A 18 anni, la musica divenne la sua vita, una forma di  terapia. “In quel periodo studiavo etnomusicologia all’università, vicino a New Orleans, ed ero concentrata sulla musica dei nativi americani. Per me era come uno specchio: se lo guardavo riuscivo ad analizzarmi”. Dalla musica come terapia alla consapevolezza di voler creare arte, il passo è stato breve. Per creare i suoi brani, Sol vede la vita attraverso il microscopio e la amplifica con la musica. Ci mette tanto di se stessa, della mezcla di cui è fatta. “La mia cultura è molto cubana. A chi non c’è mai stato, provo a spiegare che Miami è al 90% latina e dista solo 150 km da Cuba. Quasi come dire Torino e Genova. Non è come le altre città degli Stati Uniti: è molto speciale e ha il suo dialetto, lo spanglish”.
Dopo il divorzio dei genitori, Sol è andata a vivere con la nonna. Nella sua casa di Miami andavano a trovarli tutti i parenti di Cuba e a volte stavano in otto in due camere. Ma il contatto con la sua gente le ha insegnato tanto: “Nella cultura cubana sono molto importanti le barzellette e la capacità di raccontarle. Questa abilità mi è servita tanto scrivendo le mie canzoni. Il cubano è un inventore per natura: per noi è importante sapercela cavare con il poco che abbiamo”.

Della sua storia, delle persone che incontra, di quelle del suo passato e dei luoghi in cui ha vissuto è fatto l’ultimo album, Reasonable Diva, appena uscito e prodotto negli Studio 71 a Miami da Bobby MacIntyre.
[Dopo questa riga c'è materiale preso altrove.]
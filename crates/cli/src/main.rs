//! ErrorCat CLI - report errors to the configured sink from the command line

use anyhow::{Context, Result};
use clap::{Args, Parser, Subcommand, ValueEnum};
use colored::Colorize;
use serde_json::Value;
use tabled::{Table, Tabled};
use tracing::info;
use tracing_subscriber::{fmt, layer::SubscriberExt, util::SubscriberInitExt, EnvFilter};

use errorcat_core::{
    ErrorCat, FingerprintPolicy, Level, ReportableError, ReporterConfig, ReportingHint,
};
use errorcat_infra_rollbar::config::{DEFAULT_ENDPOINT, DEFAULT_ENVIRONMENT};
use errorcat_infra_rollbar::{RollbarConfig, RollbarSink};

const VERSION: &str = env!("CARGO_PKG_VERSION");

#[derive(Parser)]
#[command(name = "errorcat")]
#[command(about = "ErrorCat error reporting CLI", long_about = None)]
#[command(version)]
struct Cli {
    #[command(subcommand)]
    command: Commands,

    #[command(flatten)]
    rollbar: RollbarArgs,
}

#[derive(Args)]
struct RollbarArgs {
    /// Rollbar project access token
    #[arg(long, env = "ROLLBAR_KEY", hide_env_values = true, global = true)]
    access_token: Option<String>,

    /// Environment reported with each item ("test" disables reporting)
    #[arg(long, env = "ERRORCAT_ENV", default_value = DEFAULT_ENVIRONMENT, global = true)]
    environment: String,

    /// Rollbar item endpoint
    #[arg(long, env = "ROLLBAR_ENDPOINT", default_value = DEFAULT_ENDPOINT, global = true)]
    endpoint: String,

    /// Code branch
    #[arg(long, env = "ROLLBAR_OPTIONS_BRANCH", global = true)]
    branch: Option<String>,

    /// Commit the running code was built from
    #[arg(long, env = "ERRORCAT_CODE_VERSION", global = true)]
    code_version: Option<String>,

    /// Project root directory
    #[arg(long, env = "ERRORCAT_ROOT_DIR", global = true)]
    root: Option<String>,
}

#[derive(Subcommand)]
enum Commands {
    /// Report a single error
    Report(ReportArgs),

    /// List severity levels and their weights
    Levels,

    /// Show whether reporting is enabled with the current settings
    Check,
}

#[derive(Args)]
struct ReportArgs {
    /// Error message
    #[arg(short, long)]
    message: String,

    /// Error preset
    #[arg(short, long, value_enum, default_value = "base")]
    kind: KindArg,

    /// Level hint (ignored by presets that force a level)
    #[arg(short, long)]
    level: Option<String>,

    /// Grouping fingerprint (JSON values are stringified canonically)
    #[arg(short, long)]
    fingerprint: Option<String>,

    /// Extra data as a JSON object
    #[arg(long)]
    data: Option<String>,

    /// Queue name (worker presets)
    #[arg(long, default_value = "default")]
    queue: String,

    /// Job payload as JSON (worker presets)
    #[arg(long)]
    job: Option<String>,

    /// HTTP status (route preset)
    #[arg(long)]
    status: Option<u16>,

    /// Minimum level to report
    #[arg(long, default_value = "error")]
    minimum_level: String,

    /// Send `"fingerprint": null` instead of omitting the key
    #[arg(long)]
    null_fingerprint: bool,
}

#[derive(Clone, Copy, ValueEnum)]
enum KindArg {
    Base,
    Warning,
    Critical,
    Worker,
    WorkerStop,
    WorkerWarning,
    InvalidJob,
    Route,
}

#[derive(Tabled)]
struct LevelRow {
    level: String,
    weight: u8,
}

impl RollbarArgs {
    fn to_config(&self) -> RollbarConfig {
        let mut config = RollbarConfig {
            access_token: self.access_token.clone(),
            ..RollbarConfig::default()
        }
        .environment(&self.environment)
        .endpoint(&self.endpoint);

        if let Some(branch) = &self.branch {
            config = config.branch(branch);
        }
        if let Some(code_version) = &self.code_version {
            config = config.code_version(code_version);
        }
        if let Some(root) = &self.root {
            config = config.root(root);
        }
        config
    }
}

fn parse_json(raw: Option<&str>, what: &str) -> Result<Value> {
    match raw {
        Some(raw) => serde_json::from_str(raw).with_context(|| format!("Invalid JSON {}", what)),
        None => Ok(Value::Object(Default::default())),
    }
}

/// Build the error described by the `report` arguments
fn build_error(args: &ReportArgs) -> Result<ReportableError> {
    let data = parse_json(args.data.as_deref(), "data")?;
    let job = parse_json(args.job.as_deref(), "job")?;

    let message = args.message.as_str();
    let queue = args.queue.as_str();
    let error = match args.kind {
        KindArg::Base => ReportableError::new(message),
        KindArg::Warning => ReportableError::warning(message),
        KindArg::Critical => ReportableError::critical(message),
        KindArg::Worker => ReportableError::worker(message, queue, job),
        KindArg::WorkerStop => ReportableError::worker_stop(message, queue, job),
        KindArg::WorkerWarning => ReportableError::worker_warning(message, queue, job),
        KindArg::InvalidJob => ReportableError::invalid_job(message, queue, job),
        KindArg::Route => ReportableError::route(message, args.status),
    };

    let mut hint = ReportingHint::new();
    if let Some(level) = &args.level {
        hint = hint.with_level(level);
    }
    if let Some(fingerprint) = &args.fingerprint {
        // Accept JSON fingerprints, fall back to the raw string
        let value = serde_json::from_str(fingerprint)
            .unwrap_or_else(|_| Value::String(fingerprint.clone()));
        hint = hint.with_fingerprint(value);
    }

    Ok(error.with_data(data).with_hint(hint))
}

fn reporter_config(args: &ReportArgs) -> ReporterConfig {
    let policy = if args.null_fingerprint {
        FingerprintPolicy::Null
    } else {
        FingerprintPolicy::Omit
    };
    ReporterConfig::with_minimum_level(&args.minimum_level).fingerprint_policy(policy)
}

fn init_logging() -> Result<()> {
    let log_format = std::env::var("ERRORCAT_LOG_FORMAT").unwrap_or_else(|_| "pretty".to_string());

    let env_filter = EnvFilter::try_from_default_env()
        .or_else(|_| EnvFilter::try_new("errorcat=info,errorcat_core=info,errorcat_infra_rollbar=info"))
        .context("Failed to create env filter")?;

    match log_format.as_str() {
        "json" => {
            // Production: JSON structured logging
            tracing_subscriber::registry()
                .with(env_filter)
                .with(fmt::layer().json().with_writer(std::io::stderr))
                .init();
        }
        _ => {
            // Development: compact, colored output on stderr
            tracing_subscriber::registry()
                .with(env_filter)
                .with(fmt::layer().compact().with_writer(std::io::stderr))
                .init();
        }
    }
    Ok(())
}

#[tokio::main]
async fn main() -> Result<()> {
    let cli = Cli::parse();
    init_logging()?;

    info!("ErrorCat CLI v{}", VERSION);

    match &cli.command {
        Commands::Report(args) => {
            let error = build_error(args)?;
            let sink = RollbarSink::new(cli.rollbar.to_config())
                .context("Failed to initialize Rollbar sink")?;
            let cat = ErrorCat::with_config(std::sync::Arc::new(sink), reporter_config(args));

            if !cat.reporter().should_report(Some(&error)) {
                println!(
                    "{}",
                    "○ Not reported (sink disabled or below minimum level)".yellow()
                );
                return Ok(());
            }

            let level = cat.reporter().level_for(&error);
            cat.report(Some(&error))
                .await
                .context("Failed to report error")?;

            println!(
                "{}",
                format!("✓ Reported {} at level {}", error.kind(), level)
                    .green()
                    .bold()
            );
        }

        Commands::Levels => {
            let rows: Vec<LevelRow> = Level::ALL
                .iter()
                .map(|level| LevelRow {
                    level: level.to_string(),
                    weight: level.weight(),
                })
                .collect();
            println!("{}", Table::new(rows));
        }

        Commands::Check => {
            let config = cli.rollbar.to_config();
            println!("{}", "Reporting Status".cyan().bold());
            println!();
            println!("  {} {}", "Environment:".bold(), config.environment);
            println!("  {} {}", "Endpoint:".bold(), config.endpoint);
            if config.can_report() {
                println!("  {} {}", "Status:".bold(), "ENABLED".green());
            } else {
                println!("  {} {}", "Status:".bold(), "DISABLED".red());
            }
        }
    }

    Ok(())
}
È un disco fatto di contaminazioni, che segna il naturale incontro tra la tradizione della musica cubana e il sud degli Stati Uniti, tra funk, New Orleans e mariachi, ed è impreziosito dalla voce di Sol, che sa rivisitare blues, cuban son e soul. “Questo album ha un po’ di New Orleans, un po’ di Messico, un po’ della musica balcanica. E tanto di Miami, di Cuba e dell’Italia. In ogni brano ci sono diversi personaggi, che cambiano e si ‘rinfrescano’ ogni volta che interpreto le canzoni: è un po’ come al teatro, a cui mi ispiro. Mi piace essere un ‘polipo’ musicale, che prende qualcosa da tutte le arti”. A fine giugno, dopo una tournée negli States, Sol tornerà in Italia.